2021 年 86 巻 782 号 p. 399-408
In Japan, healthcare and nursing care expenses for the elderly are increasing year by year, and extending healthy life expectancy is therefore desirable. Social capital (SC) is a measure of the degree of social interaction and has been gaining attention as a health-related Previous studies have shown that few people have poor subjective health in areas with good SC scores. Thus, a living environment that fosters SC might facilitate the improvement and maintenance of health status. The purpose of this study was to clarify the effects of living environment, such as facilities and community outreach efforts, on nursing care risk as mediated by SC. A questionnaire survey was carried out for 3 weeks from September to October 2018.Participants were adults in three elementary school districts in Niihama City, Ehime Prefecture, Japan Survey contents included SC, neighborhood environment, residential environment, and health status. A total of 7,220 questionnaires were distributed, and 2,693 were correctly completed (valid response rate = 37.3%) The number of samples used for analysis was 2,053.
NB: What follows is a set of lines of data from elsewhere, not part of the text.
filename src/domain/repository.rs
use super::model::book::Book;
use super::model::id::BookId;

/// Bookストレージの抽象。Infra層が実装する。
///
/// 全操作は失敗しない。存在しないIDは `None` / no-op で表す。
pub trait BookStorage {
    /// 挿入または更新。保存されたレコードのコピーを返す。
    ///
    /// IDが既存レコードと一致すれば更新（IDは維持）、それ以外は次の連番で挿入する。
    fn save_book(&mut self, book: Book) -> Book;

    fn retrieve_book_by_id(&self, id: BookId) -> Option<Book>;

    /// 挿入順で全件返す。
    fn retrieve_all_books(&self) -> Vec<Book>;

    /// 存在しなければ何もしない。
    fn delete_book(&mut self, id: BookId);

    /// 全件削除し、連番もリセットする。
    fn delete_all_books(&mut self);

    fn book_count(&self) -> usize {
        self.retrieve_all_books().len()
    }

    fn contains_book(&self, id: BookId) -> bool {
        self.retrieve_book_by_id(id).is_some()
    }
}
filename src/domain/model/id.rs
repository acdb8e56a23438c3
use serde::{Deserialize, Serialize};
use std::fmt;

/// ストレージが採番するBookの識別子。1始まりの連番。
#[derive(Debug, Clone, Copy, PartialEq, Eq, PartialOrd, Ord, Hash, Serialize, Deserialize)]
#[serde(transparent)]
pub struct BookId(u64);

impl BookId {
    /// 空のストレージで最初に割り当てられるID
    pub const FIRST: BookId = BookId(1);

    pub const fn new(value: u64) -> Self {
        Self(value)
    }

    pub const fn get(self) -> u64 {
        self.0
    }

    /// 連番で次のID
    pub const fn next(self) -> Self {
        Self(self.0 + 1)
    }
}

impl From<u64> for BookId {
    fn from(value: u64) -> Self {
        Self(value)
    }
}

impl fmt::Display for BookId {
    fn fmt(&self, f: &mut fmt::Formatter<'_>) -> fmt::Result {
        write!(f, "{}", self.0)
    }
}
//! In-memory Book storage.
//!
//! domain (Book / BookStorage) <- infra (InMemory / Shared) <- application (BookService)

pub mod application;
pub mod domain;
pub mod infra;
pub mod config;
pub mod memory_store;
pub mod shared_store;
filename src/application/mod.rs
pub mod error;
pub mod service;
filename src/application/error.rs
use crate::domain::model::id::BookId;
use crate::infra::config::ConfigError;

#[derive(Debug, thiserror::Error)]
pub enum AppError {
    #[error("book not found: {0}")]
    BookNotFound(BookId),

    #[error(transparent)]
    Config(#[from] ConfigError),
}
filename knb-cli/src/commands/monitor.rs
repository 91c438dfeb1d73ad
//! `kubenetbench monitor` command

use super::open_session;
use crate::GlobalArgs;
use anyhow::Result;
use colored::Colorize;

/// Write the monitor DaemonSet manifest into the session directory.
pub fn monitor(global: &GlobalArgs) -> Result<()> {
    let session = open_session(global)?;
    let path = session.gen_monitor_yaml()?;

    println!("Monitor manifest written to {}", path.display());
    println!("Deploy it with: {}", format!("kubectl apply -f {}", path.display()).cyan());
    Ok(())
}
//! Signal handling: Ctrl+C or SIGTERM cancel the current operation.

use tokio::task::JoinHandle;
use tokio_util::sync::CancellationToken;
use tracing::{info, warn};

/// Listens for a termination signal while alive.
pub struct SignalGuard(JoinHandle<()>);

impl Drop for SignalGuard {
    fn drop(&mut self) {
        self.0.abort();
    }
}

/// Cancel `token` on SIGINT (Ctrl+C) or SIGTERM.
pub fn cancel_on_signal(token: CancellationToken) -> SignalGuard {
    SignalGuard(tokio::spawn(async move {
        let ctrl_c = async {
            if let Err(e) = tokio::signal::ctrl_c().await {
                warn!("Failed to install Ctrl+C handler: {}", e);
                std::future::pending::<()>().await;
            }
        };

        #[cfg(unix)]
        let terminate = async {
            match tokio::signal::unix::signal(tokio::signal::unix::SignalKind::terminate()) {
                Ok(mut sigterm) => {
                    sigterm.recv().await;
                }
                Err(e) => {
                    warn!("Failed to install SIGTERM handler: {}", e);
                    std::future::pending::<()>().await;
                }
            }
        };

        #[cfg(not(unix))]
        let terminate = std::future::pending::<()>();

        tokio::select! {
            _ = ctrl_c => {
                info!("Received SIGINT (Ctrl+C)");
            }
            _ = terminate => {
                info!("Received SIGTERM");
            }
        }

        token.cancel();
    }))
}
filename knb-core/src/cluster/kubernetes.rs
//! `ClusterState` backed by the Kubernetes API server.

use super::{ClusterState, NodeAddr, PodRef};
use crate::error::{KnbError, Result};
use crate::resolver::TUNNEL_HOST;
use async_trait::async_trait;
use k8s_openapi::api::core::v1::{Node, Pod};
use kube::api::{Api, ListParams, Portforwarder};
use kube::Client;
use std::collections::BTreeSet;
use tokio::net::{TcpListener, TcpStream};
use tokio_util::sync::CancellationToken;
use tracing::{debug, info, instrument, warn};

/// Kubernetes implementation of [`ClusterState`].
#[derive(Clone)]
pub struct KubeCluster {
    client: Client,
    namespace: String,
}

impl KubeCluster {
    /// Connect using the ambient kubeconfig or in-cluster configuration.
    pub async fn connect(namespace: &str) -> Result<Self> {
        let client = Client::try_default().await?;
        Ok(Self::new(client, namespace))
    }

    pub fn new(client: Client, namespace: &str) -> Self {
        Self { client, namespace: namespace.to_string() }
    }

    fn pods(&self) -> Api<Pod> {
        Api::namespaced(self.client.clone(), &self.namespace)
    }
}

/// Pick the address a monitor listening on the host network is reachable at.
fn node_internal_ip(node: &Node) -> Option<String> {
    let addresses = node.status.as_ref()?.addresses.as_ref()?;
    addresses
        .iter()
        .find(|a| a.type_ == "InternalIP")
        .or_else(|| addresses.iter().find(|a| a.type_ == "ExternalIP"))
        .map(|a| a.address.clone())
}

#[async_trait]
impl ClusterState for KubeCluster {
    #[instrument(skip(self))]
    async fn node_ip(&self, node: &str) -> Result<String> {
        let nodes: Api<Node> = Api::all(self.client.clone());
        let obj = nodes.get(node).await.map_err(|e| KnbError::resolution(node, e))?;
        node_internal_ip(&obj)
            .ok_or_else(|| KnbError::resolution(node, "node reports no IP address"))
    }

    #[instrument(skip(self))]
    async fn pod_for_node(&self, node: &str, selector: &str) -> Result<PodRef> {
        let lp = ListParams::default().labels(selector).fields(&format!("spec.nodeName={}", node));
        let pods = self.pods().list(&lp).await.map_err(|e| KnbError::resolution(node, e))?;

        pods.items
            .into_iter()
            .find_map(|pod| pod.metadata.name)
            .map(|name| PodRef { namespace: self.namespace.clone(), name })
            .ok_or_else(|| {
                KnbError::resolution(node, format!("no pod matching '{}' on node", selector))
            })
    }

    #[instrument(skip(self, token), fields(pod = %pod.name))]
    async fn port_forward(
        &self,
        token: CancellationToken,
        pod: &PodRef,
        remote_port: u16,
    ) -> Result<u16> {
        let pods: Api<Pod> = Api::namespaced(self.client.clone(), &pod.namespace);

        // Established up front: a pod refusing port-forwarding fails here.
        let first = pods.portforward(&pod.name, &[remote_port]).await.map_err(|e| {
            KnbError::Cluster(format!("port-forward to pod {} failed: {}", pod.name, e))
        })?;

        let bind_err = |e: std::io::Error| {
            KnbError::Cluster(format!("failed to bind tunnel for pod {}: {}", pod.name, e))
        };
        let listener = TcpListener::bind((TUNNEL_HOST, 0)).await.map_err(bind_err)?;
        let local_port = listener.local_addr().map_err(bind_err)?.port();

        info!("Forwarding {}:{} -> {}:{}", TUNNEL_HOST, local_port, pod.name, remote_port);

        let pod_name = pod.name.clone();
        tokio::spawn(async move {
            let mut ready = Some(first);
            loop {
                let accepted = tokio::select! {
                    _ = token.cancelled() => break,
                    accepted = listener.accept() => accepted,
                };
                match accepted {
                    Ok((client, peer)) => {
                        debug!("tunnel to {}: accepted connection from {}", pod_name, peer);
                        tokio::spawn(forward_connection(
                            pods.clone(),
                            pod_name.clone(),
                            remote_port,
                            ready.take(),
                            client,
                            token.clone(),
                        ));
                    }
                    Err(e) => {
                        warn!("tunnel to {}: accept error: {}", pod_name, e);
                        break;
                    }
                }
            }
            debug!("tunnel {}:{} -> {} closed", TUNNEL_HOST, local_port, pod_name);
        });

        Ok(local_port)
    }

    #[instrument(skip(self))]
    async fn session_nodes(&self, selector: &str) -> Result<BTreeSet<String>> {
        let pods = self.pods().list(&ListParams::default().labels(selector)).await?;

        let mut nodes = BTreeSet::new();
        for pod in pods.items {
            let name = pod.metadata.name.unwrap_or_default();
            let phase = pod.status.and_then(|s| s.phase).unwrap_or_default();
            match pod.spec.and_then(|s| s.node_name) {
                Some(node) => {
                    debug!(" pod {} on {} ({})", name, node, phase);
                    nodes.insert(node);
                }
                None => debug!(" pod {} not scheduled yet ({})", name, phase),
            }
        }
        Ok(nodes)
    }

    #[instrument(skip(self))]
    async fn nodes_and_ips(&self) -> Result<Vec<NodeAddr>> {
        let nodes: Api<Node> = Api::all(self.client.clone());
        let list = nodes.list(&ListParams::default()).await?;

        Ok(list
            .items
            .iter()
            .map(|node| {
                let name = node.metadata.name.clone().unwrap_or_default();
                let ip = node_internal_ip(node);
                if ip.is_none() {
                    warn!("node {} reports no IP address", name);
                }
                NodeAddr { name, ip }
            })
            .collect())
    }
}

/// Relay one local connection through a pod port-forward.
///
/// `ready` is a forwarder opened beforehand; without one a new port-forward
/// is requested.
async fn forward_connection(
    pods: Api<Pod>,
    pod_name: String,
    remote_port: u16,
    ready: Option<Portforwarder>,
    mut client: TcpStream,
    token: CancellationToken,
) {
    let mut forwarder = match ready {
        Some(f) => f,
        None => match pods.portforward(&pod_name, &[remote_port]).await {
            Ok(f) => f,
            Err(e) => {
                warn!("tunnel to {}: port-forward failed: {}", pod_name, e);
                return;
            }
        },
    };
    let Some(mut upstream) = forwarder.take_stream(remote_port) else {
        warn!("tunnel to {}: no stream for port {}", pod_name, remote_port);
        return;
    };

    tokio::select! {
        _ = token.cancelled() => {}
        relayed = tokio::io::copy_bidirectional(&mut client, &mut upstream) => {
            if let Err(e) = relayed {
                debug!("tunnel to {}: relay ended: {}", pod_name, e);
            }
        }
    }

    drop(upstream);
    if let Err(e) = forwarder.join().await {
        debug!("tunnel to {}: port-forward teardown: {}", pod_name, e);
    }
}

#[cfg(test)]
mod tests {
    use super::*;
    use k8s_openapi::api::core::v1::{NodeAddress, NodeStatus};
    use std::net::SocketAddr;
    use tokio::io::{AsyncReadExt, AsyncWriteExt};

    fn node_with(addresses: &[(&str, &str)]) -> Node {
        Node {
            status: Some(NodeStatus {
                addresses: Some(
                    addresses
                        .iter()
                        .map(|(t, a)| NodeAddress { type_: t.to_string(), address: a.to_string() })
                        .collect(),
                ),
                ..Default::default()
            }),
            ..Default::default()
        }
    }

    #[test]
    fn test_prefers_internal_ip() {
        let node = node_with(&[
            ("Hostname", "n1"),
            ("ExternalIP", "1.2.3.4"),
            ("InternalIP", "10.0.0.5"),
        ]);
        assert_eq!(node_internal_ip(&node).as_deref(), Some("10.0.0.5"));
    }

    #[test]
    fn test_falls_back_to_external_ip() {
        let node = node_with(&[("Hostname", "n1"), ("ExternalIP", "1.2.3.4")]);
        assert_eq!(node_internal_ip(&node).as_deref(), Some("1.2.3.4"));
    }

    #[test]
    fn test_no_addresses() {
        assert_eq!(node_internal_ip(&Node::default()), None);
        assert_eq!(node_internal_ip(&node_with(&[("Hostname", "n1")])), None);
    }

    const NODE_LIST: &str = r#"{
        "apiVersion": "v1",
        "kind": "NodeList",
        "metadata": {},
        "items": [
            {"apiVersion": "v1", "kind": "Node", "metadata": {"name": "node-a"},
             "status": {"addresses": [{"type": "InternalIP", "address": "10.0.0.1"}]}},
            {"apiVersion": "v1", "kind": "Node", "metadata": {"name": "node-b"},
             "status": {}},
            {"apiVersion": "v1", "kind": "Node", "metadata": {"name": "node-c"},
             "status": {"addresses": [{"type": "ExternalIP", "address": "1.2.3.4"}]}}
        ]
    }"#;

    const FORBIDDEN: &str = r#"{
        "apiVersion": "v1",
        "kind": "Status",
        "metadata": {},
        "status": "Failure",
        "message": "pods/portforward is forbidden",
        "reason": "Forbidden",
        "code": 403
    }"#;

    /// Minimal API server: serves the node list and answers everything else,
    /// port-forward upgrades included, with 403 Forbidden.
    async fn fake_api_server() -> SocketAddr {
        let listener = TcpListener::bind("127.0.0.1:0").await.unwrap();
        let addr = listener.local_addr().unwrap();
        tokio::spawn(async move {
            loop {
                let Ok((mut stream, _)) = listener.accept().await else { return };
                tokio::spawn(async move {
                    let mut request = Vec::new();
                    let mut buf = [0u8; 4096];
                    while !request.windows(4).any(|w| w == b"\r\n\r\n") {
                        match stream.read(&mut buf).await {
                            Ok(0) | Err(_) => return,
                            Ok(n) => request.extend_from_slice(&buf[..n]),
                        }
                    }
                    let head = String::from_utf8_lossy(&request);
                    let path = head.split_whitespace().nth(1).unwrap_or("");
                    let (status, body) = if path.starts_with("/api/v1/nodes") {
                        ("200 OK", NODE_LIST)
                    } else {
                        ("403 Forbidden", FORBIDDEN)
                    };
                    let response = format!(
                        "HTTP/1.1 {}\r\ncontent-type: application/json\r\n\
                         content-length: {}\r\nconnection: close\r\n\r\n{}",
                        status,
                        body.len(),
                        body
                    );
                    let _ = stream.write_all(response.as_bytes()).await;
                    let _ = stream.shutdown().await;
                });
            }
        });
        addr
    }

    fn cluster_at(addr: SocketAddr) -> KubeCluster {
        let config = kube::Config::new(format!("http://{}", addr).parse().unwrap());
        KubeCluster::new(Client::try_from(config).unwrap(), "default")
    }

    #[tokio::test]
    async fn test_port_forward_refused_by_api_server() {
        let cluster = cluster_at(fake_api_server().await);
        let pod = PodRef { namespace: "default".to_string(), name: "knb-monitor-x1".to_string() };

        let err = cluster.port_forward(CancellationToken::new(), &pod, 8451).await.unwrap_err();
        match err {
            KnbError::Cluster(reason) => {
                assert!(reason.contains("knb-monitor-x1"), "unexpected reason: {}", reason)
            }
            other => panic!("expected Cluster error, got {:?}", other),
        }
    }

    #[tokio::test]
    async fn test_nodes_without_address_are_still_listed() {
        let cluster = cluster_at(fake_api_server().await);

        let nodes = cluster.nodes_and_ips().await.unwrap();
        let listed: Vec<(&str, Option<&str>)> =
            nodes.iter().map(|n| (n.name.as_str(), n.ip.as_deref())).collect();
        assert_eq!(
            listed,
            vec![
                ("node-a", Some("10.0.0.1")),
                ("node-b", None),
                ("node-c", Some("1.2.3.4")),
            ]
        );
    }
}
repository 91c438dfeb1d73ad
//! kubenetbench core library
//!
//! Coordination of the per-node monitor agents during a benchmark session:
//! address resolution, connections, fan-out of monitor calls, retries and
//! streamed retrieval of the collected files.

pub mod cluster;
pub mod collection;
pub mod config;
pub mod connector;
pub mod error;
pub mod fanout;
pub mod observability;
pub mod resolver;
pub mod retry;
pub mod session;
pub mod sysinfo;
pub mod transfer;

// Re-export commonly used items
pub use cluster::{ClusterState, KubeCluster, NodeAddr, PodRef};
pub use collection::{CollectionRun, Collector};
pub use config::Config;
pub use connector::{MonitorConnection, Monitors};
pub use error::{KnbError, Result};
pub use fanout::FanOutReport;
pub use observability::{init as init_observability, LogDestination};
pub use resolver::{AddressResolver, Connectivity, MonitorEndpoint};
pub use retry::RetryPolicy;
pub use session::Session;
pub use sysinfo::SysInfoCollector;
pub use transfer::copy_stream_to_file;

use std::sync::Arc;

/// Build the monitor connector for a session on top of `cluster`.
pub fn monitors_for(session: &Session, cluster: Arc<dyn ClusterState>) -> Monitors {
    let config = session.config();
    Monitors::new(AddressResolver::new(
        cluster,
        session.connectivity(),
        config.monitor_port,
        config.monitor_selector.clone(),
    ))
}
//! `kubenetbench nodes` command

use super::{connect_cluster, open_session};
use crate::GlobalArgs;
use anyhow::{Context, Result};
use tabled::{settings::Style, Table, Tabled};

#[derive(Tabled)]
struct NodeRow {
    #[tabled(rename = "NODE")]
    name: String,
    #[tabled(rename = "IP")]
    ip: String,
}

/// List the cluster nodes with the address their monitor is reached at.
pub async fn nodes(global: &GlobalArgs) -> Result<()> {
    let session = open_session(global)?;
    let cluster = connect_cluster(&session).await?;

    let nodes = cluster.nodes_and_ips().await.with_context(|| "Failed to list nodes")?;
    if nodes.is_empty() {
        println!("No nodes found");
        return Ok(());
    }

    let rows: Vec<NodeRow> = nodes
        .into_iter()
        .map(|n| NodeRow { name: n.name, ip: n.ip.unwrap_or_else(|| "-".to_string()) })
        .collect();
    let mut table = Table::new(rows);
    table.with(Style::modern());
    println!("{}", table);

    Ok(())
}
Of respondents over 65 years of age, 26.8% were at high risk of needing long-term care. Mann-Whitney U test was performed to verify the impact of SC on risk of needing long-term care. Logistic regression analysis was performed using participant attributes such as sex and household composition as moderator effects. The aim was to clarify the effects of living environment such as facilities and community outreach on the risk of needing long-term care via SC.
The analysis model considered factors including age, sex, educational attainment, and length of residence in the area.
The odds ratio (OR) of requiring long-term care for low SC compared with high SC was 1.91 (p <0.01). Next, I examined the relationship between SC and the living environment based on the “Facilities” and “Activity participation,” or “Communication” items of living environment. The OR of SC for neighborhood environment factors ranged from 1.3 to 2.4 (p <0.05), and the OR of SC for housing environment factors ranged from 1.3 to 3.0 (p <0.05).
Finally, path analysis was performed. An index for the housing and neighborhood environments was determined as the total score of the items that showed the relationships between SC and the housing and neighborhood environments, as analyzed previously. The determination coefficient for the risk of needing long-term care was 0.19.
In summary, the facilities of the living environment affected SC directly or via the community items and finally affected the risk of needing long-term care. A study limitation is that the results were based solely on data that covered one target area. In the future, we plan to conduct questionnaire surveys in other regions using statistical data and to analyze responses considering regional characteristics.